_PROMPT:_ Tell how many lines in the data below hold the string "match"; give nothing but the number.

_AVAILABLE RECORDS:_
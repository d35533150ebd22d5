use serde::{Deserialize, Serialize};
use utoipa::ToSchema;

#[derive(Deserialize, Debug, ToSchema)]
pub struct RegisterRequest {
    pub username: String,
    pub password: String,
    pub first_name: String,
    pub last_name: String,
    pub email: String,
    pub phone: Option<String>,
}

#[derive(Deserialize, Debug, ToSchema)]
pub struct LoginRequest {
    pub username: String,
    pub password: String,
}

#[derive(Debug, Serialize, ToSchema)]
pub struct LoginResponse {
    pub token: String,
}

#[derive(Debug, Deserialize, ToSchema)]
pub struct VerifyEmailQuery {
    pub token: String,
}

#[derive(Debug, Deserialize, ToSchema)]
pub struct ForgotPasswordRequest {
    pub email: String,
}

#[derive(Debug, Deserialize, ToSchema)]
pub struct ResetPasswordRequest {
    pub token: String,
    pub password: String,
}

#[derive(Debug, Deserialize, Serialize, ToSchema)]
pub struct Claims {
    pub sub: String,
    pub role: String,
    pub permissions: Vec<String>,
    pub exp: usize,
}
use serde::Serialize;
use utoipa::ToSchema;

use crate::models::InventoryItem;

#[derive(Debug, Serialize, ToSchema)]
pub struct InventoryList {
    pub items: Vec<InventoryItem>,
}
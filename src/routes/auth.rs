use axum::{
    Json, Router,
    extract::{Query, State},
    http::StatusCode,
    routing::{get, post},
};

use crate::{
    dto::auth::{
        ForgotPasswordRequest, LoginRequest, LoginResponse, RegisterRequest,
        ResetPasswordRequest, VerifyEmailQuery,
    },
    error::AppResult,
    models::User,
    response::ApiResponse,
    services::auth_service,
    state::AppState,
};

pub fn router() -> Router<AppState> {
    Router::new()
        .route("/register", post(register))
        .route("/login", post(login))
        .route("/verify", get(verify))
        .route("/forgot-password", post(forgot_password))
        .route("/reset-password", post(reset_password))
}

#[utoipa::path(
    post,
    path = "/api/auth/register",
    request_body = RegisterRequest,
    responses(
        (status = 201, description = "Register customer", body = ApiResponse<User>),
        (status = 400, description = "Username or email taken")
    ),
    tag = "Auth"
)]
pub async fn register(
    State(state): State<AppState>,
    Json(payload): Json<RegisterRequest>,
) -> AppResult<(StatusCode, Json<ApiResponse<User>>)> {
    let resp = auth_service::register_user(&state, payload).await?;
    Ok((StatusCode::CREATED, Json(resp)))
}

#[utoipa::path(
    post,
    path = "/api/auth/login",
    request_body = LoginRequest,
    responses(
        (status = 200, description = "Login user", body = ApiResponse<LoginResponse>),
        (status = 400, description = "Invalid credentials")
    ),
    tag = "Auth"
)]
pub async fn login(
    State(state): State<AppState>,
    Json(payload): Json<LoginRequest>,
) -> AppResult<Json<ApiResponse<LoginResponse>>> {
    let resp = auth_service::login_user(&state, payload).await?;
    Ok(Json(resp))
}

#[utoipa::path(
    get,
    path = "/api/auth/verify",
    params(
        ("token" = String, Query, description = "Verification token from the email")
    ),
    responses(
        (status = 200, description = "Email verified"),
        (status = 400, description = "Invalid token")
    ),
    tag = "Auth"
)]
pub async fn verify(
    State(state): State<AppState>,
    Query(query): Query<VerifyEmailQuery>,
) -> AppResult<Json<ApiResponse<serde_json::Value>>> {
    let resp = auth_service::verify_email(&state, &query.token).await?;
    Ok(Json(resp))
}

#[utoipa::path(
    post,
    path = "/api/auth/forgot-password",
    request_body = ForgotPasswordRequest,
    responses(
        (status = 200, description = "Reset link sent if the email is registered")
    ),
    tag = "Auth"
)]
pub async fn forgot_password(
    State(state): State<AppState>,
    Json(payload): Json<ForgotPasswordRequest>,
) -> AppResult<Json<ApiResponse<serde_json::Value>>> {
    let resp = auth_service::forgot_password(&state, payload).await?;
    Ok(Json(resp))
}

#[utoipa::path(
    post,
    path = "/api/auth/reset-password",
    request_body = ResetPasswordRequest,
    responses(
        (status = 200, description = "Password updated"),
        (status = 400, description = "Invalid or expired token")
    ),
    tag = "Auth"
)]
pub async fn reset_password(
    State(state): State<AppState>,
    Json(payload): Json<ResetPasswordRequest>,
) -> AppResult<Json<ApiResponse<serde_json::Value>>> {
    let resp = auth_service::reset_password(&state, payload).await?;
    Ok(Json(resp))
}
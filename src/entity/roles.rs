use sea_orm::entity::prelude::*;

#[derive(Clone, Debug, PartialEq, DeriveEntityModel)]
#[sea_orm(table_name = "roles")]
pub struct Model {
    #[sea_orm(primary_key, auto_increment = false)]
    pub id: Uuid,
    #[sea_orm(unique)]
    pub name: String,
    pub created_at: DateTimeWithTimeZone,
}

#[derive(Copy, Clone, Debug, EnumIter, DeriveRelation)]
pub enum Relation {
    #[sea_orm(has_many = "super::role_permissions::Entity")]
    RolePermissions,
    #[sea_orm(has_many = "super::users::Entity")]
    Users,
}

impl Related<super::role_permissions::Entity> for Entity {
    fn to() -> RelationDef {
        Relation::RolePermissions.def()
    }
}

impl Related<super::users::Entity> for Entity {
    fn to() -> RelationDef {
        Relation::Users.def()
    }
}

impl ActiveModelBehavior for ActiveModel {}
use serde::{Deserialize, Serialize};
use utoipa::ToSchema;

/// Multipart body for image uploads.
#[derive(Debug, ToSchema)]
pub struct ImageUpload {
    #[schema(value_type = String, format = Binary)]
    pub file: Vec<u8>,
}

#[derive(Debug, Deserialize, ToSchema)]
pub struct MediaQuery {
    pub name: String,
}

#[derive(Debug, Serialize, ToSchema)]
pub struct ImageUploaded {
    pub image_url: String,
}
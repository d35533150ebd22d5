pub mod audit_logs;
pub mod categories;
pub mod inventory_categories;
pub mod inventory_items;
pub mod order_items;
pub mod orders;
pub mod products;
pub mod recipe_ingredients;
pub mod role_permissions;
pub mod roles;
pub mod units_of_measure;
pub mod users;

pub use audit_logs::Entity as AuditLogs;
pub use categories::Entity as Categories;
pub use inventory_categories::Entity as InventoryCategories;
pub use inventory_items::Entity as InventoryItems;
pub use order_items::Entity as OrderItems;
pub use orders::Entity as Orders;
pub use products::Entity as Products;
pub use recipe_ingredients::Entity as RecipeIngredients;
pub use role_permissions::Entity as RolePermissions;
pub use roles::Entity as Roles;
pub use units_of_measure::Entity as UnitsOfMeasure;
pub use users::Entity as Users;
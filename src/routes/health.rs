use axum::{Json, extract::State};
use serde::Serialize;
use utoipa::ToSchema;

use crate::{
    response::{ApiResponse, Meta},
    state::AppState,
};

#[derive(Serialize, ToSchema)]
pub struct HealthData {
    pub status: String,
    pub database: String,
}

#[utoipa::path(
    get,
    path = "/health",
    responses(
        (status = 200, description = "OK", body = ApiResponse<HealthData>),
    ),
    tag = "Health"
)]
pub async fn health_check(State(state): State<AppState>) -> Json<ApiResponse<HealthData>> {
    let database = match state.orm.ping().await {
        Ok(()) => "ok",
        Err(err) => {
            tracing::warn!(error = %err, "database ping failed");
            "unavailable"
        }
    };

    Json(ApiResponse::success(
        "Health check",
        HealthData {
            status: "ok".to_string(),
            database: database.to_string(),
        },
        Some(Meta::empty()),
    ))
}
//! Fire-and-forget email notifications.
//!
//! Callers enqueue a [`Notification`] and return immediately; a background
//! task hands each one to the configured [`MailTransport`]. There is no
//! delivery guarantee: a full queue, a stopped worker or a transport error
//! is logged and the notification is dropped. Nothing is retried.

use std::sync::Arc;

use async_trait::async_trait;
use thiserror::Error;
use tokio::{sync::mpsc, task::JoinHandle};
use uuid::Uuid;

const DEFAULT_QUEUE_CAPACITY: usize = 256;

#[derive(Debug, Clone, PartialEq, Eq)]
pub enum Notification {
    PasswordReset {
        to: String,
        reset_url: String,
    },
    OrderStatusUpdate {
        to: String,
        order_id: Uuid,
        subject: String,
        body: String,
    },
    Verification {
        to: String,
        verify_url: String,
    },
}

impl Notification {
    pub fn recipient(&self) -> &str {
        match self {
            Notification::PasswordReset { to, .. }
            | Notification::OrderStatusUpdate { to, .. }
            | Notification::Verification { to, .. } => to,
        }
    }

    pub fn kind(&self) -> &'static str {
        match self {
            Notification::PasswordReset { .. } => "password_reset",
            Notification::OrderStatusUpdate { .. } => "order_status_update",
            Notification::Verification { .. } => "verification",
        }
    }
}

#[derive(Debug, Error)]
#[error("mail delivery failed: {0}")]
pub struct MailError(pub String);

#[async_trait]
pub trait MailTransport: Send + Sync {
    async fn deliver(&self, notification: &Notification) -> Result<(), MailError>;
}

/// Demo transport: writes the message to the log instead of sending it.
#[derive(Debug, Default, Clone)]
pub struct LogTransport;

#[async_trait]
impl MailTransport for LogTransport {
    async fn deliver(&self, notification: &Notification) -> Result<(), MailError> {
        match notification {
            Notification::PasswordReset { to, reset_url } => {
                tracing::info!(to = %to, link = %reset_url, "[MOCK EMAIL] Password Reset Request");
            }
            Notification::OrderStatusUpdate {
                to,
                order_id,
                subject,
                body,
            } => {
                tracing::info!(
                    to = %to,
                    subject = %format!("{subject} (Order #ORD-{order_id})"),
                    message = %body,
                    "[MOCK EMAIL] Order Status Update"
                );
            }
            Notification::Verification { to, verify_url } => {
                tracing::info!(to = %to, link = %verify_url, "[MOCK EMAIL] Verification Email");
            }
        }
        Ok(())
    }
}

#[derive(Clone)]
pub struct Notifier {
    tx: mpsc::Sender<Notification>,
}

impl Notifier {
    /// Starts the delivery worker on the current tokio runtime.
    pub fn spawn(transport: Arc<dyn MailTransport>) -> (Self, JoinHandle<()>) {
        Self::spawn_with_capacity(transport, DEFAULT_QUEUE_CAPACITY)
    }

    pub fn spawn_with_capacity(
        transport: Arc<dyn MailTransport>,
        capacity: usize,
    ) -> (Self, JoinHandle<()>) {
        let (tx, mut rx) = mpsc::channel::<Notification>(capacity.max(1));
        let handle = tokio::spawn(async move {
            while let Some(notification) = rx.recv().await {
                if let Err(err) = transport.deliver(&notification).await {
                    tracing::warn!(
                        kind = notification.kind(),
                        to = %notification.recipient(),
                        error = %err,
                        "notification delivery failed"
                    );
                }
            }
            tracing::debug!("notification worker stopped");
        });
        (Self { tx }, handle)
    }

    pub fn send_password_reset(&self, to: &str, reset_url: &str) {
        self.dispatch(Notification::PasswordReset {
            to: to.to_string(),
            reset_url: reset_url.to_string(),
        });
    }

    pub fn send_order_status_update(&self, to: &str, order_id: Uuid, subject: &str, body: &str) {
        self.dispatch(Notification::OrderStatusUpdate {
            to: to.to_string(),
            order_id,
            subject: subject.to_string(),
            body: body.to_string(),
        });
    }

    pub fn send_verification(&self, to: &str, verify_url: &str) {
        self.dispatch(Notification::Verification {
            to: to.to_string(),
            verify_url: verify_url.to_string(),
        });
    }

    fn dispatch(&self, notification: Notification) {
        if let Err(err) = self.tx.try_send(notification) {
            let dropped = match &err {
                mpsc::error::TrySendError::Full(n) | mpsc::error::TrySendError::Closed(n) => n,
            };
            tracing::warn!(
                kind = dropped.kind(),
                to = %dropped.recipient(),
                error = %err,
                "notification dropped"
            );
        }
    }
}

_RESULT FOR THIS EXERCISE:_ 5